The fitted model is:

\[ (1-B)(1-B^4)\log(UKgas_t) = (1 - 0.9260B)(1 - 0.2278B^4)\varepsilon_t \]

This model replaces the seasonal MA term with a seasonal AR term. Its overall fit is very close to Model 1, and both parameters are significant. It is a reasonable alternative, though it does not clearly outperform the simpler seasonal MA specification.

Model Diagnostics and Comparison

Residual Diagnostics

Across the candidate models, the standardized residuals fluctuate around zero without an obvious trend or structure. The residual ACF plots show that most autocorrelations fall within the confidence bounds, and the Ljung–Box p-values are generally acceptable at moderate lags. The Q–Q plots also suggest approximate normality, with only minor deviations in the tails.

That combination of results indicates that all three models are broadly workable, but the choice should still depend on fit, parsimony, and coefficient stability.

Model Comparison

Model 2 has the lowest AIC, which means it provides the best fit by that metric alone. However, the gain over Model 1 is modest, and two of its parameters are only marginally significant. Model 3 performs almost identically to Model 1 in terms of AIC but is not clearly simpler or more interpretable.

For a portfolio report, the main point is not to claim a single universally correct model, but to show a defensible selection process. Here, the simplest strong choice is Model 1.

Final Selected Model

The final model selected for forecasting is:

\[ \text{SARIMA}(0,1,1)(0,1,1)_{4} \]

This model is preferred because it is parsimonious, statistically well-supported, and diagnostically adequate. It captures both short-term dependence and quarterly seasonal structure without adding borderline terms.

Forecasting

Forecast Generation

forecast_result <- sarima.for(
  log_gas,
  n.ahead = 12,
  p = 0, d = 1, q = 1,
  P = 0, D = 1, Q = 1,
  S = 4,
  ylab = "Log UK Gas Consumption",
  main = "12-Quarter Forecast from SARIMA(0,1,1)(0,1,1)[4]"
)

The selected model is used to forecast the next 12 quarters, or roughly three years ahead.
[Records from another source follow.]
//! Synthetic load generator.
//!
//! One generator task per entity. The task sits idle until the entity's
//! authority transition fires, then issues the zero-argument no-op action
//! at randomized intervals until the entity is destroyed or loses
//! authority. Many generators interleave on the runtime with no ordering
//! guarantee between them; that is the point.

use rand::{Rng, SeedableRng};
use rand_chacha::ChaCha8Rng;
use std::sync::Arc;
use std::time::{Duration, SystemTime};
use swarmbench_world::{ActionSink, Entity};
use tokio::sync::watch;
use tokio::task::JoinHandle;
use tokio_util::sync::CancellationToken;
use tracing::warn;

/// Default upper bound for the pause between actions.
pub const DEFAULT_MAX_INTERVAL: Duration = Duration::from_secs(5);

/// Per-entity background chatter generator.
pub struct LoadGenerator {
    sink: Arc<dyn ActionSink>,
    max_interval: Duration,
    seed: u64,
}

impl LoadGenerator {
    pub fn new(sink: Arc<dyn ActionSink>) -> Self {
        let seed = SystemTime::now()
            .duration_since(SystemTime::UNIX_EPOCH)
            .unwrap()
            .as_nanos() as u64;
        Self {
            sink,
            max_interval: DEFAULT_MAX_INTERVAL,
            seed,
        }
    }

    /// Override the pause upper bound. Tests use tight bounds.
    pub fn with_max_interval(mut self, max_interval: Duration) -> Self {
        self.max_interval = max_interval;
        self
    }

    /// Fix the interval RNG seed.
    pub fn with_seed(mut self, seed: u64) -> Self {
        self.seed = seed;
        self
    }

    /// Attach to an entity and start the generator task.
    pub fn spawn(self, entity: &Entity) -> JoinHandle<()> {
        let authority = entity.authority();
        let lifetime = entity.lifetime();
        tokio::spawn(run(
            authority,
            lifetime,
            self.sink,
            self.max_interval,
            self.seed,
        ))
    }
}

async fn run(
    mut authority: watch::Receiver<bool>,
    lifetime: CancellationToken,
    sink: Arc<dyn ActionSink>,
    max_interval: Duration,
    seed: u64,
) {
    // No action may fire before the one-shot authority grant.
    tokio::select! {
        _ = lifetime.cancelled() => return,
        granted = authority.wait_for(|&has| has) => {
            if granted.is_err() {
                return;
            }
        }
    }

    let mut rng = ChaCha8Rng::seed_from_u64(seed);

    loop {
        if let Err(error) = sink.invoke().await {
            warn!(%error, "no-op action failed");
        }

        let pause = max_interval.mul_f64(rng.gen::<f64>());
        tokio::select! {
            _ = lifetime.cancelled() => break,
            // Stops on authority loss as well as entity destruction; a
            // dropped entity reads as an error here and also stops us.
            _ = authority.wait_for(|&has| !has) => break,
            _ = tokio::time::sleep(pause) => {}
        }
    }
}
//! Server session controller.
//!
//! Starts the listening transport, and on activation: logs readiness,
//! starts the world tick loop and the metrics sampler, spawns the
//! configured number of synthetic entities, then drives the inbound event
//! loop that keeps the player count current.

use crate::config::HarnessConfig;
use crate::load::LoadGenerator;
use crate::sampler::Sampler;
use std::sync::Arc;
use swarmbench_net::{Diagnostics, ServerEvent, Transport, TransportError};
use swarmbench_world::{Entity, LocalSink, World};
use tokio::task::JoinHandle;
use tokio_util::sync::CancellationToken;
use tracing::{debug, info, trace};

/// The live server role; exists once per process when `-server` is set.
pub struct ServerSession {
    pub world: Arc<World>,
    entities: Vec<Arc<Entity>>,
    #[allow(dead_code)]
    tasks: Vec<JoinHandle<()>>,
}

impl ServerSession {
    pub fn player_count(&self) -> usize {
        self.world.player_count()
    }

    pub fn spawned_count(&self) -> usize {
        self.entities.len()
    }

    /// Destroy the synthetic entities, stopping their load generators.
    pub fn stop(&self) {
        for entity in &self.entities {
            entity.destroy();
        }
    }
}

/// Begin listening and bring up the server-side machinery.
pub async fn start(
    config: &HarnessConfig,
    transport: Arc<dyn Transport>,
    diagnostics: Arc<Diagnostics>,
    shutdown: CancellationToken,
) -> Result<ServerSession, TransportError> {
    let mut inbound = transport.listen().await?;
    info!("server started");

    let world = World::new();
    let mut tasks = Vec::new();
    tasks.push(world.run_ticks(diagnostics.clone(), shutdown.child_token()));
    tasks.push(Sampler::new(diagnostics, world.clone()).spawn(shutdown.child_token()));

    let mut entities = Vec::with_capacity(config.monsters as usize);
    for ordinal in 0..config.monsters {
        let entity = world.spawn(format!("Monster {ordinal}"));
        let sink = Arc::new(LocalSink::new(world.clone()));
        tasks.push(LoadGenerator::new(sink).spawn(&entity));
        entity.grant_authority();
        entities.push(entity);
    }
    if config.monsters > 0 {
        info!(monsters = config.monsters, "spawned synthetic entities");
    }

    let peers = world.clone();
    let cancel = shutdown.child_token();
    tasks.push(tokio::spawn(async move {
        loop {
            tokio::select! {
                _ = cancel.cancelled() => break,
                event = inbound.next_event() => match event {
                    Some(ServerEvent::Joined(peer)) => {
                        peers.player_joined();
                        debug!(peer, players = peers.player_count(), "player joined");
                    }
                    Some(ServerEvent::Left(peer)) => {
                        peers.player_left();
                        debug!(peer, players = peers.player_count(), "player left");
                    }
                    Some(ServerEvent::Message(peer, message)) => {
                        trace!(peer, ?message, "inbound message");
                    }
                    None => break,
                }
            }
        }
    }));

    Ok(ServerSession {
        world,
        entities,
        tasks,
    })
}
The forecast plot includes the point forecasts together with 95% prediction intervals.

Forecast Interpretation

The forecast preserves the key structure seen in the historical data: an overall upward level together with a repeating quarterly seasonal pattern. The prediction intervals widen as the forecast horizon increases, which is expected because uncertainty accumulates the further ahead the model projects.

Because the model was fitted on the log scale, the forecast should be interpreted as describing multiplicative growth and seasonality in the original series. For short-horizon forecasting, the model appears to provide a reasonable and interpretable summary of the series dynamics.

Key Takeaways

  • UK gas consumption shows strong long-run growth and strong quarterly seasonality.
  • A log transformation is helpful because it stabilizes the variance.
  • Both regular and seasonal differencing are needed to obtain a plausibly stationary working series.
  • A small set of SARIMA models captures the main dependence structure well.
  • The final selected model, SARIMA(0,1,1)(0,1,1)[4], balances fit, simplicity, and interpretability.

Conclusion

This analysis shows how a seasonal time series can be modeled using a practical Box–Jenkins workflow. Starting from the raw UK gas consumption data, the report moved through transformation, differencing, model identification, diagnostic checking, and forecasting.

The final result is a compact SARIMA model that captures both the short-run and seasonal structure of the series and produces credible short-term forecasts. From a portfolio perspective, the project demonstrates a full time series workflow rather than just a final answer: diagnosing non-stationarity, comparing plausible alternatives, and selecting a model for defensible reasons.